11月16日(土)、イベント前最後のリアルワーク「MEditカフェ・SCORPIO」が開催されました。12のQすべてが出題され、ここまで順調に回答してきた方の中には、実際、自分でゲームを試作し遊んでみながらゲーム作りを進めている方も!

今回のMEditカフェは、そんなむちゃ頑張っているみなさんに自作のゲームを持ち寄ってもらい、みんなでわいわい楽しく遊びながら、さらにどんなふうに改良していくとゲームが面白くなるか、知恵を寄せ合おうという趣旨のもとで、開催されました。

今回も、高校生、医学部や国際教養学部の大学生、教員、図書館司書、ドクター、ゲームエディター等々、これぞ多様性!のメンバー集結です。なんと6つも試作品が集まり、開始早々、順番にテストプレイしていきましたが、ぶっ通し4時間半の会になりました~!

◆必須アミノ酸ゲーム by. 図書館司書のしゅうぜさん

まずは、図書館司書のしゅうぜさんの必須アミノ酸ゲーム!必須アミノ酸は9種類あるのですが、そのうち6つ以上を手元にいち早く集めた人が勝ちというゲームです。でも、そのためにはアミノ酸が含まれる食材を食べる必要があります。

▲しゅうぜんさんの綺麗な字が書かれたシンプルなカード。試作品はデザインを凝る必要はありません。試作品は簡単に作り変えられる簡素なものほどいいと、プロのゲーム作家、米光一成さんも

食品成分表で調べながらゲームを試作したというしゅうぜさん。ゲーム開始前は心配そうにしていましたが、とっても楽しいゲームで、食品に含まれる栄養についても話題が広がります。

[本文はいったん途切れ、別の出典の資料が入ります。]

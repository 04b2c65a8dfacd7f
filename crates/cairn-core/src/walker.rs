//! Backup tree walking for host rebuilds.
//!
//! A rebuild re-derives a host's reference counts from its surviving
//! backups instead of trusting the incremental state. The walk itself is a
//! seam: the reconciler only needs something that emits
//! `(digest, delta, class)` per referenced pool object.

use std::path::{Path, PathBuf};

use cairn_types::Digest;

use crate::count::CountMap;
use crate::error::Result;
use crate::pool::CompressClass;

/// Emits the pool references of one backup.
pub trait BackupWalker {
    fn walk_backup(
        &self,
        backup_dir: &Path,
        emit: &mut dyn FnMut(&Digest, i64, CompressClass) -> Result<()>,
    ) -> Result<()>;
}

/// List a host's backups that carry their own reference counts, in backup
/// number order. Backups without a `refCnt` subdirectory predate per-backup
/// counting and take no part in rebuilds.
pub fn countable_backups(host_dir: &Path) -> Result<Vec<PathBuf>> {
    let mut backups: Vec<(u64, PathBuf)> = Vec::new();
    for entry in std::fs::read_dir(host_dir)? {
        let entry = entry?;
        if !entry.file_type()?.is_dir() {
            continue;
        }
        let name = entry.file_name();
        let Some(name) = name.to_str() else { continue };
        let Ok(num) = name.parse::<u64>() else {
            continue;
        };
        if entry.path().join("refCnt").is_dir() {
            backups.push((num, entry.path()));
        }
    }
    backups.sort();
    Ok(backups.into_iter().map(|(_, p)| p).collect())
}

/// The production walker: reads the per-backup count databases written at
/// dump time under `<backup>/refCnt/` and re-emits their entries.
#[derive(Debug, Default)]
pub struct BackupRefScanner;

impl BackupWalker for BackupRefScanner {
    fn walk_backup(
        &self,
        backup_dir: &Path,
        emit: &mut dyn FnMut(&Digest, i64, CompressClass) -> Result<()>,
    ) -> Result<()> {
        let refcnt = backup_dir.join("refCnt");
        let mut files: Vec<(PathBuf, CompressClass)> = Vec::new();
        for entry in std::fs::read_dir(&refcnt)? {
            let entry = entry?;
            let name = entry.file_name();
            let Some(name) = name.to_str() else { continue };
            if let Some(class) = parse_count_name(name) {
                files.push((entry.path(), class));
            }
        }
        files.sort();

        for (path, class) in files {
            let map = CountMap::read(&path)?;
            for (digest, count) in map.iter() {
                if count <= 0 {
                    continue;
                }
                emit(digest, count, class)?;
            }
        }
        Ok(())
    }
}

/// Parse `poolCnt.<c>.<ss>` into its compression class.
fn parse_count_name(name: &str) -> Option<CompressClass> {
    let rest = name.strip_prefix("poolCnt.")?;
    let mut chars = rest.chars();
    let class = CompressClass::from_tag(chars.next()?)?;
    match chars.next() {
        Some('.') => Some(class),
        _ => None,
    }
}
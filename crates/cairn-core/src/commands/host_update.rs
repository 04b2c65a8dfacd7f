//! Host reconciliation: fold pending deltas into a host's durable shard
//! count databases, or rebuild those databases from the host's backups.

use std::path::{Path, PathBuf};

use tracing::{debug, info};

use crate::context::MaintenanceContext;
use crate::count::{delta_files, CountMap, DeltaFile, DeltaWriter};
use crate::error::CairnError;
use crate::lock;
use crate::pool::{count_file_name, CompressClass, SHARD_COUNT};
use crate::walker::{countable_backups, BackupWalker};

/// Marker created before an incremental merge; its survival after a crash
/// upgrades the next pass to a full rebuild.
pub const FSCK_UPDATE_MARKER: &str = "needFsck.refCountUpdate";

const FSCK_PREFIX: &str = "needFsck";
const SHARD_FILE: &str = "poolCnt";
const SHARD_FILE_NEW: &str = "poolCntNew";

#[derive(Debug, Default, Clone)]
pub struct HostUpdateOptions {
    /// Rebuild the host's counts from its backups instead of folding deltas.
    pub force_rebuild: bool,
    /// With a rebuild: diff the rebuilt counts against the existing ones and
    /// report every per-digest discrepancy.
    pub check_host_pool: bool,
}

#[derive(Debug, Default)]
pub struct HostUpdateStats {
    pub deltas_applied: u64,
    pub shards_published: u64,
    /// Errors this host contributed to the pass total.
    pub errors: u64,
}

/// Reconcile one host. Never returns an error: failures are logged, counted
/// in the context, and reflected in the returned stats; the host is left
/// unmutated or recoverable (markers force a rebuild next pass).
pub fn run(
    ctx: &mut MaintenanceContext<'_>,
    host: &str,
    walker: &dyn BackupWalker,
    opts: &HostUpdateOptions,
) -> HostUpdateStats {
    let mut stats = HostUpdateStats::default();
    let errors_before = ctx.errors();

    let host_dir = ctx.config.host_dir(host);
    let refcnt_dir = host_dir.join("refCnt");
    if let Err(e) = std::fs::create_dir_all(&refcnt_dir) {
        ctx.record(CairnError::WriteFailed {
            path: refcnt_dir.clone(),
            source: e,
        });
        stats.errors = ctx.errors() - errors_before;
        return stats;
    }

    // Excludes concurrent dumps writing deltas for this host.
    let _lock = match lock::acquire(&refcnt_dir.join("LOCK")) {
        Ok(guard) => guard,
        Err(e) => {
            ctx.record(e);
            stats.errors = ctx.errors() - errors_before;
            return stats;
        }
    };

    ctx.progress.state(&format!("refCnt #{host}"));

    // Entry scan: collect fsck requests, drop staging files a crashed pass
    // left behind.
    let mut fsck_markers: Vec<PathBuf> = Vec::new();
    match std::fs::read_dir(&refcnt_dir) {
        Ok(entries) => {
            for entry in entries.flatten() {
                let name = entry.file_name();
                let Some(name) = name.to_str() else { continue };
                if name.starts_with(FSCK_PREFIX) {
                    fsck_markers.push(entry.path());
                } else if name.starts_with("poolCntNew.") {
                    debug!("removing stale {}", entry.path().display());
                    if let Err(e) = std::fs::remove_file(entry.path()) {
                        ctx.record(CairnError::UnlinkFailed {
                            path: entry.path(),
                            source: e,
                        });
                    }
                }
            }
        }
        Err(e) => {
            ctx.record(e.into());
            stats.errors = ctx.errors() - errors_before;
            return stats;
        }
    }

    let force_rebuild = opts.force_rebuild || !fsck_markers.is_empty();
    if force_rebuild && !opts.force_rebuild {
        info!("host {host}: fsck requested, upgrading to a full rebuild");
    }

    let mut created_marker: Option<PathBuf> = None;
    if force_rebuild {
        if !rebuild_deltas(ctx, host, &host_dir, &refcnt_dir, walker) {
            stats.errors = ctx.errors() - errors_before;
            return stats;
        }
    } else {
        // A crash between here and finalization must trigger a rebuild.
        let marker = refcnt_dir.join(FSCK_UPDATE_MARKER);
        if let Err(e) = std::fs::write(&marker, b"") {
            ctx.record(CairnError::WriteFailed {
                path: marker,
                source: e,
            });
            stats.errors = ctx.errors() - errors_before;
            return stats;
        }
        created_marker = Some(marker);
    }
    // After a rebuild the old shard files are superseded, not folded into.
    let accumulate_current = !force_rebuild;

    let deltas = match delta_files(&refcnt_dir) {
        Ok(d) => d,
        Err(e) => {
            ctx.record(e);
            Vec::new()
        }
    };
    let total = deltas.len();
    for (i, delta) in deltas.iter().enumerate() {
        ctx.progress.file_count(i + 1, total);
        apply_delta(ctx, &refcnt_dir, delta, accumulate_current);
        stats.deltas_applied += 1;
    }

    publish_shards(ctx, &refcnt_dir, force_rebuild, opts, &mut stats);

    if force_rebuild {
        for marker in &fsck_markers {
            if let Err(e) = std::fs::remove_file(marker) {
                ctx.record(CairnError::UnlinkFailed {
                    path: marker.clone(),
                    source: e,
                });
            }
        }
    } else if ctx.errors() == errors_before {
        if let Some(marker) = created_marker {
            if let Err(e) = std::fs::remove_file(&marker) {
                ctx.record(CairnError::UnlinkFailed {
                    path: marker,
                    source: e,
                });
            }
        }
    }

    stats.errors = ctx.errors() - errors_before;
    stats
}

/// Rebuild path: discard pending deltas and re-derive them by walking every
/// countable backup. Returns false if the walk failed; the host is then
/// treated as failed and nothing is published for it.
fn rebuild_deltas(
    ctx: &mut MaintenanceContext<'_>,
    host: &str,
    host_dir: &Path,
    refcnt_dir: &Path,
    walker: &dyn BackupWalker,
) -> bool {
    match delta_files(refcnt_dir) {
        Ok(old) => {
            for delta in old {
                if let Err(e) = std::fs::remove_file(&delta.path) {
                    ctx.record(CairnError::UnlinkFailed {
                        path: delta.path,
                        source: e,
                    });
                }
            }
        }
        Err(e) => {
            ctx.record(e);
            return false;
        }
    }

    let backups = match countable_backups(host_dir) {
        Ok(b) => b,
        Err(e) => {
            ctx.record(e);
            return false;
        }
    };

    let mut writer = DeltaWriter::new(refcnt_dir);
    let total = backups.len();
    for (i, backup) in backups.iter().enumerate() {
        ctx.progress.file_count(i + 1, total);
        let result = walker.walk_backup(backup, &mut |digest, delta, class| {
            writer.incr(class, digest, delta)
        });
        if let Err(e) = result {
            info!(
                "host {host}: backup walk failed in {}, skipping host",
                backup.display()
            );
            ctx.record(e);
            return false;
        }
    }
    if let Err(e) = writer.flush() {
        ctx.record(e);
        return false;
    }
    true
}

/// Fold one delta file into the affected shards' working databases.
///
/// With `accumulate_current` the delta adds to the durable counts; without
/// it (rebuild) the durable positive counts are discarded first, keeping
/// only zero entries; they record that an unreferenced object file exists,
/// which the cleaner must not forget.
fn apply_delta(
    ctx: &mut MaintenanceContext<'_>,
    refcnt_dir: &Path,
    delta: &DeltaFile,
    accumulate_current: bool,
) {
    let delta_map = match CountMap::read(&delta.path) {
        Ok(m) => m,
        Err(e) => {
            // Leave the file: the retained fsck marker forces a rebuild
            // which supersedes it.
            ctx.record(e);
            return;
        }
    };

    let mut buckets: Vec<CountMap> = vec![CountMap::new(); SHARD_COUNT as usize];
    for (digest, count) in delta_map.iter() {
        buckets[digest.top_shard() as usize].incr(digest, count);
    }

    let pool_root = ctx.config.pool_root(delta.class);
    let mut had_error = false;

    for shard in 0..SHARD_COUNT {
        let bucket = &buckets[shard as usize];
        let new_path = refcnt_dir.join(count_file_name(SHARD_FILE_NEW, delta.class, shard));
        let cur_path = refcnt_dir.join(count_file_name(SHARD_FILE, delta.class, shard));
        let have_new = new_path.is_file();
        let have_cur = cur_path.is_file();
        if bucket.is_empty() && !have_new && !have_cur {
            continue;
        }

        let mut working = if have_new {
            match CountMap::read(&new_path) {
                Ok(m) => m,
                Err(e) => {
                    ctx.record(e);
                    had_error = true;
                    continue;
                }
            }
        } else if have_cur {
            match CountMap::read(&cur_path) {
                Ok(mut m) => {
                    if !accumulate_current {
                        for digest in m.digests() {
                            if m.get(&digest).unwrap_or(0) != 0 {
                                m.delete(&digest);
                            }
                        }
                    }
                    m
                }
                Err(e) => {
                    ctx.record(e);
                    had_error = true;
                    continue;
                }
            }
        } else {
            CountMap::new()
        };

        for (digest, count) in bucket.iter() {
            working.incr(digest, count);
        }

        // Negative totals never become durable.
        for digest in working.digests() {
            let count = working.get(&digest).unwrap_or(0);
            if count < 0 {
                ctx.record(CairnError::CountUnderflow {
                    digest: digest.to_hex(),
                    count,
                });
                had_error = true;
                working.set(&digest, 0);
            }
        }

        // A zero entry is only kept while the object file still exists.
        for digest in working.digests() {
            if working.get(&digest) == Some(0) && !digest.path_in(&pool_root).exists() {
                working.delete(&digest);
            }
        }

        if let Err(e) = working.write(&new_path) {
            ctx.record(e);
            had_error = true;
            let _ = std::fs::remove_file(&new_path);
        }
    }

    if had_error {
        debug!(
            "keeping {} after errors; next pass rebuilds",
            delta.path.display()
        );
        return;
    }
    if let Err(e) = std::fs::remove_file(&delta.path) {
        ctx.record(CairnError::UnlinkFailed {
            path: delta.path.clone(),
            source: e,
        });
    }
}

/// Publish every staged shard database by renaming it over the durable one.
fn publish_shards(
    ctx: &mut MaintenanceContext<'_>,
    refcnt_dir: &Path,
    force_rebuild: bool,
    opts: &HostUpdateOptions,
    stats: &mut HostUpdateStats,
) {
    for class in CompressClass::ALL {
        for shard in 0..SHARD_COUNT {
            let new_path = refcnt_dir.join(count_file_name(SHARD_FILE_NEW, class, shard));
            let cur_path = refcnt_dir.join(count_file_name(SHARD_FILE, class, shard));

            if new_path.is_file() {
                if force_rebuild && opts.check_host_pool && cur_path.is_file() {
                    compare_counts(ctx, &new_path, &cur_path);
                }
                if let Err(e) = std::fs::rename(&new_path, &cur_path) {
                    ctx.record(CairnError::RenameFailed {
                        from: new_path.clone(),
                        to: cur_path,
                        source: e,
                    });
                    let _ = std::fs::remove_file(&new_path);
                    continue;
                }
                stats.shards_published += 1;
            } else if force_rebuild && cur_path.is_file() {
                // The rebuild produced nothing for this shard: the host no
                // longer references it.
                if let Err(e) = std::fs::remove_file(&cur_path) {
                    ctx.record(CairnError::UnlinkFailed {
                        path: cur_path,
                        source: e,
                    });
                }
            }
        }
    }
}

/// Report every per-digest difference between a rebuilt shard database and
/// the durable one it is about to replace.
fn compare_counts(ctx: &mut MaintenanceContext<'_>, new_path: &Path, cur_path: &Path) {
    let rebuilt = match CountMap::read(new_path) {
        Ok(m) => m,
        Err(e) => {
            ctx.record(e);
            return;
        }
    };
    let existing = match CountMap::read(cur_path) {
        Ok(m) => m,
        Err(e) => {
            ctx.record(e);
            return;
        }
    };

    let fmt = |v: Option<i64>| v.map_or_else(|| "absent".to_string(), |c| c.to_string());
    let mut digests = rebuilt.digests();
    digests.extend(existing.digests());
    digests.sort();
    digests.dedup();
    for digest in digests {
        let new_count = rebuilt.get(&digest);
        let old_count = existing.get(&digest);
        if new_count != old_count {
            ctx.record(CairnError::CountMismatch {
                digest: digest.to_hex(),
                rebuilt: fmt(new_count),
                existing: fmt(old_count),
            });
        }
    }
}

「しらす干しって万能だね!」「ブロッコリーってアミノ酸入ってるの?」

「なかなかしらす干しカードが来ないなぁ~」

6枚の必須アミノ酸カードを集めるのはかなり難しく、テストプレイの結果、ゴールの条件の枚数を減らしてみる、また、プレイヤー同士が相互にやり取りができるルールを追加する、プレイヤーの特性(スポーツ選手など)によって集める必須アミノ酸カードを変える、などなど、さらに面白いゲームになる改良案が出ました!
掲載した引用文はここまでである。